Intellectual Proletarians in the 20th Century,” Heather Steffen, Chronicle of Higher Education

I admit it. It’s the holidays and between the work that I didn’t get done over Thanksgiving and the shopping trip with The Child this afternoon, I am pressed for time. So I am going to cheat a little bit and simply point to a very helpful article by Heather Steffen that’s full of some very basic truths that I think we cannot be reminded of too often.

I was particularly happy to see her emphasis on struggle (over so-called organic development) and on holding ourselves and our administrators responsible for the choices that got us into this mess. Ms. Steffen implies something very hopeful: if we are in fact in more or less the same position that academics were a century or so ago, perhaps we are also on the cusp of a new progressive era.

Silos

There was a point– I think in the late 1070s– when I realized that events and ideas and concerns seem to come in waves. If I remember correctly, I was struck then by a wave of explosions in grain silos. There seemed to be a period, perhaps over a year or more, when the things exploded one after the other. More recently, I’ve been struck by a what looks like an endless string of mining disasters. My students might call this sort of thing ironic, but it’s really happenstance.
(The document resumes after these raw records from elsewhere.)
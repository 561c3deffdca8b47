use std::time::Duration;

use async_trait::async_trait;
use reqwest::{Client, StatusCode};
use tracing::debug;

use crate::shared::config::AppConfig;
use crate::shared::errors::{AppError, AppResult};
use crate::shared::utils::RateLimiter;

use super::dto::{JikanRelationGroup, JikanRelationsResponse};

const REQUEST_TIMEOUT: Duration = Duration::from_secs(30);
const USER_AGENT: &str = concat!("aniscope/", env!("CARGO_PKG_VERSION"));

// Jikan allows 3 requests per second; going over gets us 429s.
const JIKAN_REQUESTS_PER_SECOND: f64 = 3.0;

/// External relations lookups, kept behind a trait so the detail view
/// can be driven without hitting the network.
#[async_trait]
pub trait RelationsApi: Send + Sync {
    async fn anime_relations(&self, mal_id: i64) -> AppResult<Vec<JikanRelationGroup>>;
}

/// Client for the public Jikan API, rate limited to stay under their
/// request ceiling.
#[derive(Debug, Clone)]
pub struct JikanClient {
    client: Client,
    base_url: String,
    limiter: RateLimiter,
}

impl JikanClient {
    pub fn new(config: &AppConfig) -> AppResult<Self> {
        let client = Client::builder()
            .timeout(REQUEST_TIMEOUT)
            .user_agent(USER_AGENT)
            .build()
            .map_err(|e| AppError::ApiError(format!("Failed to create HTTP client: {}", e)))?;

        Ok(Self {
            client,
            base_url: config.jikan_base_url.trim_end_matches('/').to_string(),
            limiter: RateLimiter::new(JIKAN_REQUESTS_PER_SECOND),
        })
    }
}

#[async_trait]
impl RelationsApi for JikanClient {
    async fn anime_relations(&self, mal_id: i64) -> AppResult<Vec<JikanRelationGroup>> {
        self.limiter.wait().await;

        let path = format!("/anime/{}/relations", mal_id);
        debug!(path, "jikan request");
        let response = self
            .client
            .get(format!("{}{}", self.base_url, path))
            .send()
            .await?;
        let status = response.status();

        if status == StatusCode::NOT_FOUND {
            return Err(AppError::NotFound(format!(
                "No relations found for MAL id {}",
                mal_id
            )));
        }
        if !status.is_success() {
            return Err(AppError::ExternalServiceError(format!(
                "Jikan returned HTTP {} for {}",
                status.as_u16(),
                path
            )));
        }

        let payload: JikanRelationsResponse = response.json().await.map_err(|e| {
            AppError::ExternalServiceError(format!("Failed to parse Jikan response: {}", e))
        })?;
        Ok(payload.data)
    }
}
Happenstance isn’t meaningless. So when I start seeing patterns, I pay attention. Most recently, as the last few posts would suggest, there’s been a suite of stories discussing the market, and the market’s relationship to education. Obviously, as a teacher in propitiatory education, this is a subject that I find relevant. Educators tend to see themselves as existing in a space or even a world separate from commerce, of course, even though the separation is apparent rather than real.

Still, education is supposed to give a student some distance from commerce, a perspective that puts the profit motive, with its short term thinking and often brutal self-interest, into a larger perspective. A market ideology would like us to believe, at some level, that the market epitomizes human nature and, as such, should be an object of veneration if not worship. It doesn’t, of course, any more than, say, a game of football sums up human nature.

Still, as Marx noted, exchange or trade is too deeply rooted in human culture to disappear anytime soon. Educators may not want to be business people, and we may believe that the market risks corruption, but we can’t ignore it. That’s why I like this piece on the University College London’s so-called technology transfer program. I think it shows that, with careful thought, the profit and not-for-profit motives can peacefully co-exist. It’s difficult but it’s possible.

Another Market Fable

Market irrationality’s darkest side is the way it so often so violently kills the geese that’s laid its golden eggs. The financial folks keep reinventing ways of making absurd amounts of money because their most successful inventions, derivatives being the most recent example, tend to explode. This time, too, due to another market innovation– the interlocking global capital markets– the self-destruction has led to a continuing world wide meltdown, from Iceland to Portugal.

In the wake of all of this we must be developing a whole slew of new aphorisms that all say something like, “when the banks mess up, the poor pay the bills.” Of course, there’s really nothing new in that at all. This, I think, ought to be the context through which we think about net-neutrality in general and Tim Berners-Lee’s recent piece, “Long Live the Web: A Call for Continued Open Standards and Neutrality,” first published in the Scientific American.

Berner’ persuasively suggests that we are reaching an important turning point. If we kill the goose we won’t get any more eggs. It’s not too complicated, in the end, although the ramifications might be very completed as well as damaging. “The primary design principle underlying the Web’s usefulness and growth,” Berners says, is universality.” If it’s not universal; it’s not the web. If it’s not the web, (digital communications) innovation slows to a crawl or stops altogether.